Endelman was next to take the stage. A two-time captain of the men’s tennis team, he played professionally before trading his on-court career for that of a lawyer and business executive; he returned to Columbia as an associate coach in 2010 and became head coach of the men’s team in 2019. “My entire journey prepared me for this current role,” Endelman said. “Coaching has provided an opportunity to connect life experiences and relationships to hopefully have a positive impact on the lives of young people.”
As a student-athlete, he added, “I learned so much about resilience, toughness, how to overcome obstacles and embrace adversity. … At some point in my four years, I started to believe that I could accomplish anything as long as I had a burning desire and was willing to sacrifice and get out of my comfort zone.
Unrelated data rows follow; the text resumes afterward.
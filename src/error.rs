//! Error types for parking lot operations.

/// Result type for parking lot operations
pub type Result<T> = std::result::Result<T, ParkingError>;

/// Every way a lot, slot, or owner operation can be refused
#[derive(Debug, Clone, PartialEq, Eq, thiserror::Error)]
pub enum ParkingError {
    #[error("Parking lot size must be positive.")]
    InvalidCapacity(i64),

    #[error(
        "Parking lot size {0} is larger than the maximum of {max}.",
        max = crate::lot::MAX_CAPACITY
    )]
    CapacityTooLarge(i64),

    #[error("Parking lot cannot be created without an owner.")]
    OwnerRequired,

    #[error("Parking lot is full.")]
    LotFull,

    #[error("Car is already parked")]
    AlreadyParked,

    #[error("Slot {0} is already occupied.")]
    SlotOccupied(usize),

    #[error("Invalid ticket.")]
    InvalidTicket,

    #[error("Car not found in the slot.")]
    CarNotFound,

    #[error("Car needs registration number.")]
    RegistrationNumberRequired,
}

#[cfg(test)]
mod tests {
    use super::*;

    #[test]
    fn test_error_messages() {
        assert_eq!(
            ParkingError::InvalidCapacity(0).to_string(),
            "Parking lot size must be positive."
        );
        assert_eq!(
            ParkingError::CapacityTooLarge(2_000_000).to_string(),
            "Parking lot size 2000000 is larger than the maximum of 1000000."
        );
        assert_eq!(ParkingError::LotFull.to_string(), "Parking lot is full.");
        assert_eq!(
            ParkingError::AlreadyParked.to_string(),
            "Car is already parked"
        );
        assert_eq!(
            ParkingError::CarNotFound.to_string(),
            "Car not found in the slot."
        );
        assert_eq!(
            ParkingError::RegistrationNumberRequired.to_string(),
            "Car needs registration number."
        );
    }
}
use super::{Command, ScriptLine};
use crate::domain::{Car, Ticket};
use crate::error::ParkingError;
use crate::lot::{EventRecorder, LotStatus, Notifiable, ParkingLot};
use std::collections::HashMap;
use std::rc::Rc;
use tracing::warn;

/// Result of a single successful command
#[derive(Debug, Clone, PartialEq, Eq)]
pub enum Outcome {
    Parked { ticket: u64, slot: usize },
    Unparked(Car),
    Answer(bool),
    Count(usize),
    Status(LotStatus),
}

/// Runs script commands against one lot
///
/// Ticket ids printed by `park` are the only handles a script has, so the
/// runner keeps the tickets it was issued and looks them up by id.
pub struct Runner {
    lot: ParkingLot,
    issued: HashMap<u64, Ticket>,
    events: Rc<EventRecorder>,
    json: bool,
}

impl Runner {
    pub fn new(mut lot: ParkingLot) -> Self {
        let events = Rc::new(EventRecorder::new());
        lot.register_notifiable(events.clone());
        Self {
            lot,
            issued: HashMap::new(),
            events,
            json: false,
        }
    }

    /// Render status snapshots as JSON instead of text
    pub fn with_json(mut self, json: bool) -> Self {
        self.json = json;
        self
    }

    pub fn lot(&self) -> &ParkingLot {
        &self.lot
    }

    pub fn register_notifiable(&mut self, notifiable: Rc<dyn Notifiable>) {
        self.lot.register_notifiable(notifiable);
    }

    pub fn execute(&mut self, command: &Command) -> Result<Outcome, ParkingError> {
        match command {
            Command::Park {
                registration,
                color,
            } => {
                let car = match registration {
                    Some(r) => Car::new(r.as_str(), *color),
                    None => Car::unregistered(*color),
                };
                let (ticket, slot) = self.lot.park_with_slot(car)?;
                let id = ticket.id().value();
                self.issued.insert(id, ticket);
                Ok(Outcome::Parked { ticket: id, slot })
            }
            Command::Unpark { ticket } => {
                // unknown ids get a ticket no lot has issued
                let handle = self.issued.get(ticket).copied().unwrap_or_default();
                let car = self.lot.unpark(&handle)?;
                self.issued.remove(ticket);
                Ok(Outcome::Unparked(car))
            }
            Command::Parked { registration } => self
                .lot
                .is_car_with_registration_number_parked(registration.as_deref())
                .map(Outcome::Answer),
            Command::Count { color } => Ok(Outcome::Count(self.lot.count_cars_by_color(*color))),
            Command::Full => Ok(Outcome::Answer(self.lot.is_full())),
            Command::Occupancy => Ok(Outcome::Count(self.lot.count_parked_cars())),
            Command::Status => Ok(Outcome::Status(self.lot.status())),
        }
    }

    /// Run every line and collect printable output
    ///
    /// A refused command prints an `error:` line and the script carries on.
    /// Capacity transitions print as `notice:` lines after the command that
    /// caused them.
    pub fn run(&mut self, script: &[ScriptLine]) -> Vec<String> {
        let mut output = Vec::new();

        for line in script {
            match self.execute(&line.command) {
                Ok(outcome) => output.push(self.render(&outcome)),
                Err(e) => {
                    warn!(line = line.line, command = ?line.command, "{}", e);
                    output.push(format!("error: {}", e));
                }
            }
            output.extend(
                self.events
                    .drain()
                    .into_iter()
                    .map(|event| format!("notice: {}", event)),
            );
        }

        output
    }

    fn render(&self, outcome: &Outcome) -> String {
        match outcome {
            Outcome::Parked { ticket, slot } => format!("ticket {} slot {}", ticket, slot),
            Outcome::Unparked(car) => format!(
                "unparked {} ({})",
                car.registration_number().unwrap_or("-"),
                car.color()
            ),
            Outcome::Answer(answer) => answer.to_string(),
            Outcome::Count(count) => count.to_string(),
            Outcome::Status(status) if self.json => {
                serde_json::to_string(status).unwrap_or_else(|_| status.to_string())
            }
            Outcome::Status(status) => status.to_string(),
        }
    }
}
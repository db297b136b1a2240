use super::ParkingLot;
use crate::domain::OwnerId;
use crate::error::Result;

/// The party lots are built for
#[derive(Debug)]
pub struct Owner {
    id: OwnerId,
}

impl Owner {
    pub fn new() -> Self {
        Self {
            id: OwnerId::next(),
        }
    }

    pub fn id(&self) -> OwnerId {
        self.id
    }

    /// Build a lot with `capacity` slots owned by this owner
    pub fn create_parking_lot(&self, capacity: i64) -> Result<ParkingLot> {
        ParkingLot::new(capacity, Some(self))
    }
}

impl Default for Owner {
    fn default() -> Self {
        Self::new()
    }
}
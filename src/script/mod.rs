//! Line-oriented command scripts for driving a lot
//!
//! ```text
//! park AP-1234 red
//! park - blue        # no registration number
//! unpark 1
//! parked AP-1234
//! count red
//! full
//! occupancy
//! status
//! ```

pub mod parser;
pub mod runner;

pub use parser::{Command, ScriptError, ScriptLine, parse_script};
pub use runner::{Outcome, Runner};
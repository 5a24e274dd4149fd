//! Bearer token retrieval.

use std::future::Future;

use async_trait::async_trait;

/// Supplies the bearer token attached to every ingestion request.
///
/// Called freely and concurrently; implementations should return the
/// current (refreshed if needed) token, or `None` when no user is signed in.
#[async_trait]
pub trait TokenProvider: Send + Sync {
    async fn token(&self) -> Option<String>;
}

/// A fixed token, mostly useful for service accounts and tests.
#[derive(Debug, Clone)]
pub struct StaticToken(pub String);

#[async_trait]
impl TokenProvider for StaticToken {
    async fn token(&self) -> Option<String> {
        Some(self.0.clone())
    }
}

#[async_trait]
impl<F, Fut> TokenProvider for F
where
    F: Fn() -> Fut + Send + Sync + 'static,
    Fut: Future<Output = Option<String>> + Send + 'static,
{
    async fn token(&self) -> Option<String> {
        (self)().await
    }
}

/// Resolve a usable token, skipping a "Bearer " prefix and blank values.
pub async fn resolve_token(provider: &dyn TokenProvider) -> Option<String> {
    let token = provider.token().await?;
    let token = token.strip_prefix("Bearer ").unwrap_or(&token).trim();
    if token.is_empty() {
        None
    } else {
        Some(token.to_string())
    }
}
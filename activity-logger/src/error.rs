//! Error types for the activity logger.

use thiserror::Error;

/// Result type alias using our Error type.
pub type Result<T> = std::result::Result<T, Error>;

/// Errors that can occur inside the activity logger.
///
/// None of these escape the fire-and-forget operations on
/// [`ActivityLogger`](crate::ActivityLogger); they are reported through
/// `tracing` instead.
#[derive(Error, Debug)]
pub enum Error {
    /// Transport failed before a response was received
    #[error("Network error: {0}")]
    Network(String),

    /// Backend answered with a non-success status
    #[error("HTTP {status}: {body}")]
    Http { status: u16, body: String },

    /// Serialization error
    #[error("Serialization error: {0}")]
    Serialization(#[from] serde_json::Error),

    /// Configuration error
    #[error("Configuration error: {0}")]
    Config(String),

    /// Session bootstrap or lifecycle error
    #[error("Session error: {0}")]
    Session(String),

    /// Validation error
    #[error("Validation error: {0}")]
    Validation(#[from] validator::ValidationErrors),
}

impl Error {
    /// Whether a dispatch that failed with this error may be attempted again.
    ///
    /// Client errors (4xx) are terminal for the batch that caused them.
    pub fn is_retryable(&self) -> bool {
        match self {
            Error::Network(_) => true,
            Error::Http { status, .. } => !is_client_error(*status),
            _ => false,
        }
    }
}

/// 400..=499
pub fn is_client_error(status: u16) -> bool {
    (400..500).contains(&status)
}

#[cfg(test)]
mod tests {
    use super::*;

    #[test]
    fn test_retryable_classification() {
        assert!(Error::Network("connection reset".to_string()).is_retryable());
        assert!(Error::Http { status: 503, body: String::new() }.is_retryable());
        assert!(!Error::Http { status: 401, body: String::new() }.is_retryable());
        assert!(!Error::Config("missing base url".to_string()).is_retryable());
    }
}
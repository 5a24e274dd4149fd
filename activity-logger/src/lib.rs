//! Client-side activity logger for the calendar health application.
//!
//! Queues user actions and errors in memory, strips PII from their metadata,
//! and ships them in batches to the ingestion backend on a timer (or as soon
//! as a queue fills up), retrying transient failures with exponential
//! backoff. A backend session is opened on [`ActivityLogger::initialize`] and
//! closed on [`ActivityLogger::end_session`] or [`ActivityLogger::destroy`].

pub mod auth;
pub mod config;
pub mod error;
pub mod http;
pub mod logger;
pub mod models;
pub mod queue;
pub mod retry;
pub mod sanitize;
pub mod session;

#[cfg(test)]
mod testing;

pub use auth::{StaticToken, TokenProvider};
pub use config::LoggerConfig;
pub use error::{Error, Result};
pub use http::{HttpTransport, Transport, TransportResponse};
pub use logger::{ActivityLogger, FlushOutcome, FlushReport, LoggerState, PendingCounts};
pub use models::{ActionEvent, ErrorEvent, Metadata, TimeHorizon};
pub use session::Session;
These are the same principles and values that we promote to our team every day. The players know we compete for something much bigger than ourselves.”
McGowan, who is also a professor of entrepreneurship, reflected on his experience with Lionsbridge, the career learning and exploration program that he founded two years ago at Columbia. Offered through the Center for Career Education, the program equips students with the basic skills required to enter the finance industry. “The student experience is more challenging for this generation, and helping Columbia students is something to rally around,” he said.
Addressing the alumni guests directly, he continued, “You are all exciting, interesting people with something to offer. Students want to hear your life learnings, mistakes made, observations on the world.” He credited the CCAA for offerings such as the Odyssey Mentoring Program, and urged alumni to dig deeper in their volunteerism: “We have over 18,000 College alumni in the five boroughs, 30,000 in the Tri-State area. Why can’t there be at least one of us on campus every day, talking, sharing, mentoring? That’s my wish tonight, to plant a seed in each one of you to get involved with our amazing students.”
The final honoree to the podium was Peet, who drew laughs for her candid account of her collegiate experiences as an actress. “I [auditioned] for about 25 plays and in all four years, never got a single part,” she said. “It was good for me to come to terms with this batting average. Hand delivering my headshots to agencies and casting people as a post-graduate in 1994, I was plenty used to rejection.”
Peet also shared memories of how, through her assignments, she discovered a love of writing that led to her penning her first play after 20 years performing on the stage and screen.
Referencing Eric Butler Jr. CC’26, who’d introduced her, Peet noted that he’d “mentioned that collaborating with and leaning on his fellow John Jay Scholars helps him recover when one of his projects isn’t working … I hope you all take that spirit of openness wherever you go and that you find a core group of friends whose feedback you trust and whose inclination is not to pull up the ladder if they’re lucky enough to get ahead of you,” she said.
The program closed with The Columbia Kingsmen.